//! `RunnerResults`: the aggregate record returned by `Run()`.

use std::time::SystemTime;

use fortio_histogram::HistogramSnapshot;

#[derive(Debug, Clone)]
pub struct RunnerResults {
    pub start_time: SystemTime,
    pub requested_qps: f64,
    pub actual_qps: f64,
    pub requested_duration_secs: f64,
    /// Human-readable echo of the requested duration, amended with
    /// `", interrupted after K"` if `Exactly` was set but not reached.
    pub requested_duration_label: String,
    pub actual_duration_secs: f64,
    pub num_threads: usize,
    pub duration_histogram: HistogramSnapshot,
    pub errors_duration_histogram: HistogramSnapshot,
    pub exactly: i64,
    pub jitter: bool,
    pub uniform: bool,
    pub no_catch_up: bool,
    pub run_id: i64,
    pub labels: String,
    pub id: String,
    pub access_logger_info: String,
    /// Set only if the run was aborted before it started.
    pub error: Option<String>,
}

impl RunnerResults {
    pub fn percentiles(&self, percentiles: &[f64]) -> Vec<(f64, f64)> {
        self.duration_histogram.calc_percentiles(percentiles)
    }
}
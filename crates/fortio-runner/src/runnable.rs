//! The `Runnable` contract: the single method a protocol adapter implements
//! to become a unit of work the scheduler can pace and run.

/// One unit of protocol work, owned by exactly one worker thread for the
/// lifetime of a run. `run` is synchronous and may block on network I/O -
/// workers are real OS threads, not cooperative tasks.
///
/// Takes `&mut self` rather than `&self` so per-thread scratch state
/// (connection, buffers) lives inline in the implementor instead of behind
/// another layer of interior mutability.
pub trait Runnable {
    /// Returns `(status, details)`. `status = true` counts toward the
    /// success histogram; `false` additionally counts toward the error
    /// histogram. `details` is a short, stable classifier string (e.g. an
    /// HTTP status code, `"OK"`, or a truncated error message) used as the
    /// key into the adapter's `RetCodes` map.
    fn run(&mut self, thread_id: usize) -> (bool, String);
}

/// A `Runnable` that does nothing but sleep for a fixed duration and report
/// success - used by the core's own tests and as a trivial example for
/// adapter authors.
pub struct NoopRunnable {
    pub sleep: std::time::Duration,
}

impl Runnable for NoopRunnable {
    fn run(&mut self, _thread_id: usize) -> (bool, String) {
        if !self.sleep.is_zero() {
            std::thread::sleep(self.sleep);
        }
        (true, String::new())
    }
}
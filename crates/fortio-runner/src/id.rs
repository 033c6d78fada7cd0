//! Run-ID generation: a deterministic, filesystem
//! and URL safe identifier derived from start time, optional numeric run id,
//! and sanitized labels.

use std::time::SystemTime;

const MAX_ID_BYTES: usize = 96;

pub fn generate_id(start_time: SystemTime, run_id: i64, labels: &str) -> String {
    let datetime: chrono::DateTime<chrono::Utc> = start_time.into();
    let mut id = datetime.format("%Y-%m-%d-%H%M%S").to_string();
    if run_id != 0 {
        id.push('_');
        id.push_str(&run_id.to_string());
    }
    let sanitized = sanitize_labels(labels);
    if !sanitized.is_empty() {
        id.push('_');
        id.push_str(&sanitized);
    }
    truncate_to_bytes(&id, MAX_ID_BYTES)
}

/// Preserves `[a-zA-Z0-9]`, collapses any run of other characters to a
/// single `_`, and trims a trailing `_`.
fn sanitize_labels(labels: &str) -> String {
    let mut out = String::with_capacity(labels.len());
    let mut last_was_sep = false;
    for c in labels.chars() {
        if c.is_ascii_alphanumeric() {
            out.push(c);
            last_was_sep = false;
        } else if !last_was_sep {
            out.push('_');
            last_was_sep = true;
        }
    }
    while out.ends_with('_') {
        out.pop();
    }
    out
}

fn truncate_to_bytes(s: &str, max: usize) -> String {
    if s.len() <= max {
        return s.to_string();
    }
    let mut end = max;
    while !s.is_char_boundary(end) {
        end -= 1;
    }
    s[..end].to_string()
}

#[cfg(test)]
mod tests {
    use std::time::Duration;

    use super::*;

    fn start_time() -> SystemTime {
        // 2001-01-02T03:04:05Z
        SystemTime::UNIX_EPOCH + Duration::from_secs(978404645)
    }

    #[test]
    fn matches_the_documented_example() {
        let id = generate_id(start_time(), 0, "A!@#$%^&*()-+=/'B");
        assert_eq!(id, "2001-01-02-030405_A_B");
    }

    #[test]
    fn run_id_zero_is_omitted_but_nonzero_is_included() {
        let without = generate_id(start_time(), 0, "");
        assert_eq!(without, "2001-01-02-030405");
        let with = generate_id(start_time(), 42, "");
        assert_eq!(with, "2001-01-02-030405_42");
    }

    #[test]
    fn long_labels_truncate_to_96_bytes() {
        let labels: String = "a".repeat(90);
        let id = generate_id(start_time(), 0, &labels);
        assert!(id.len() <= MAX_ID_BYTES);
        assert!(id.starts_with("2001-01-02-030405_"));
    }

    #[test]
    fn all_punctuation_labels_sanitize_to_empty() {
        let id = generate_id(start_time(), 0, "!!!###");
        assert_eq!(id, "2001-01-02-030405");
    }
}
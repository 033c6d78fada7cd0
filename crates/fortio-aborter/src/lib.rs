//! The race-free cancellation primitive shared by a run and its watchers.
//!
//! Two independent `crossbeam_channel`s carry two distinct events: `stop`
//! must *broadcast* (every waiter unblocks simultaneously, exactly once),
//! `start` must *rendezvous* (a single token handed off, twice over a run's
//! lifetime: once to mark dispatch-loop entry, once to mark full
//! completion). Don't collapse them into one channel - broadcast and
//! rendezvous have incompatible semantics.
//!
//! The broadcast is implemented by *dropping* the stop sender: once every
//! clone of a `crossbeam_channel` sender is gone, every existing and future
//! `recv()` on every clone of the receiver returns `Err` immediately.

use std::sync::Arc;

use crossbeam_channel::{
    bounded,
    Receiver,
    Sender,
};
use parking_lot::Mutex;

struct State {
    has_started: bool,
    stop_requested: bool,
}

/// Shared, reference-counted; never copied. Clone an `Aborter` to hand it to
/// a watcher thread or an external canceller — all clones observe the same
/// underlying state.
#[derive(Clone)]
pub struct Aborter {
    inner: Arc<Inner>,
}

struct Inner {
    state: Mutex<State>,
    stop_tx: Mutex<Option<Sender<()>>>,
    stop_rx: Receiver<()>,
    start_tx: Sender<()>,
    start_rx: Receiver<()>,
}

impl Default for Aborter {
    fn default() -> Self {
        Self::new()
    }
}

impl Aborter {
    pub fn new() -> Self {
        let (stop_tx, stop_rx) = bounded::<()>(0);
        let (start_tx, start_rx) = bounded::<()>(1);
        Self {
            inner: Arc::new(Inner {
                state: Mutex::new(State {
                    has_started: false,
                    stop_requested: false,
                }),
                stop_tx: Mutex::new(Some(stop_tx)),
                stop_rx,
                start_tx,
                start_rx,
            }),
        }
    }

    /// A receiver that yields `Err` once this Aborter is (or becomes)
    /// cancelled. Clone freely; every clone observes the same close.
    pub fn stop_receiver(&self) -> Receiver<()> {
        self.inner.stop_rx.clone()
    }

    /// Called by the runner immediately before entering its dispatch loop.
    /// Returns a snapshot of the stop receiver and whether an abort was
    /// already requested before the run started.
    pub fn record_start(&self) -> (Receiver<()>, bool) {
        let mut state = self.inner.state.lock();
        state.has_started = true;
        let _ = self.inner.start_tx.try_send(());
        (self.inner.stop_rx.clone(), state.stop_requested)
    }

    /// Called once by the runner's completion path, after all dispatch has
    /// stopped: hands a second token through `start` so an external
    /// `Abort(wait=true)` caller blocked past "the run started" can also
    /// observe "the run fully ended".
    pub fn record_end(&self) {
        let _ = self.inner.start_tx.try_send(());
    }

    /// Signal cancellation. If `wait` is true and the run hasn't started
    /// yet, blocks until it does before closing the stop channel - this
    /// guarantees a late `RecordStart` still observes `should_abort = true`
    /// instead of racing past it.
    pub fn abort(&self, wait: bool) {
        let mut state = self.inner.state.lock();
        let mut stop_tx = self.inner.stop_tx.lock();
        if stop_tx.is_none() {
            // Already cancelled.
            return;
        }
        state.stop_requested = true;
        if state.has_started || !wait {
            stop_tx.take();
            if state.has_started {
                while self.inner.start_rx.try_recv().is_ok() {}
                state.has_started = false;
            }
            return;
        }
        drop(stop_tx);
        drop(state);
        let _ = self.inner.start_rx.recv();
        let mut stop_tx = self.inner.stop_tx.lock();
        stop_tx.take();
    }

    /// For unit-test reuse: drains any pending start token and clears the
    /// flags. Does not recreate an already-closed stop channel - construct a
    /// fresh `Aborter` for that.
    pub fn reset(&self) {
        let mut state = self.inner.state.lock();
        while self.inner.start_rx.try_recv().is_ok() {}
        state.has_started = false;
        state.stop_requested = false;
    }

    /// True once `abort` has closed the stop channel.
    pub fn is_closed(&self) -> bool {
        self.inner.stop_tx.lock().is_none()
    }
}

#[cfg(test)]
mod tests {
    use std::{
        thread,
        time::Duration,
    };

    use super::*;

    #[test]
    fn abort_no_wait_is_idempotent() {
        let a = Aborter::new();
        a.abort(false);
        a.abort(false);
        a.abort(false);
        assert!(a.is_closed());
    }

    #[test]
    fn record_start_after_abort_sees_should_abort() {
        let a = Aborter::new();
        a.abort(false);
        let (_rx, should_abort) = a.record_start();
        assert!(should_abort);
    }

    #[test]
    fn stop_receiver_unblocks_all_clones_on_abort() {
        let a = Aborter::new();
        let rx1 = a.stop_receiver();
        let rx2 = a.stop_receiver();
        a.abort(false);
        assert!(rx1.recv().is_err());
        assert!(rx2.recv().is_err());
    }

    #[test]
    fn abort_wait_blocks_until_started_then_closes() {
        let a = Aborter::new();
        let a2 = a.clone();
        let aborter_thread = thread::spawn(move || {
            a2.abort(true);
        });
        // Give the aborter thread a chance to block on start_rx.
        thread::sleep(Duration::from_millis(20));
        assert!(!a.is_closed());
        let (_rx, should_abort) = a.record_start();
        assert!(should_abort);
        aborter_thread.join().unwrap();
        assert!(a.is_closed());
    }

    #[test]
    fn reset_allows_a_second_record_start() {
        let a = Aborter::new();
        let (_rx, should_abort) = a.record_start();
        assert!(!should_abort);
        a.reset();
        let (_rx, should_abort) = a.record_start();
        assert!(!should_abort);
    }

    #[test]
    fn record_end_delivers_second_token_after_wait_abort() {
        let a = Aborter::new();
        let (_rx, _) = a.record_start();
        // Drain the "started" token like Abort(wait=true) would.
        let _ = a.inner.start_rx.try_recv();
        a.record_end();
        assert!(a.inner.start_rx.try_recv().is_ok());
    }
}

YOUR INSTRUCTIONS: Reproduce each line of the records in which "that" appears.

THE COMPLETED TASK:
/// A `Runnable` that does nothing but sleep for a fixed duration and report
    /// A receiver that yields `Err` once this Aborter is (or becomes)
    /// fresh `Aborter` for that.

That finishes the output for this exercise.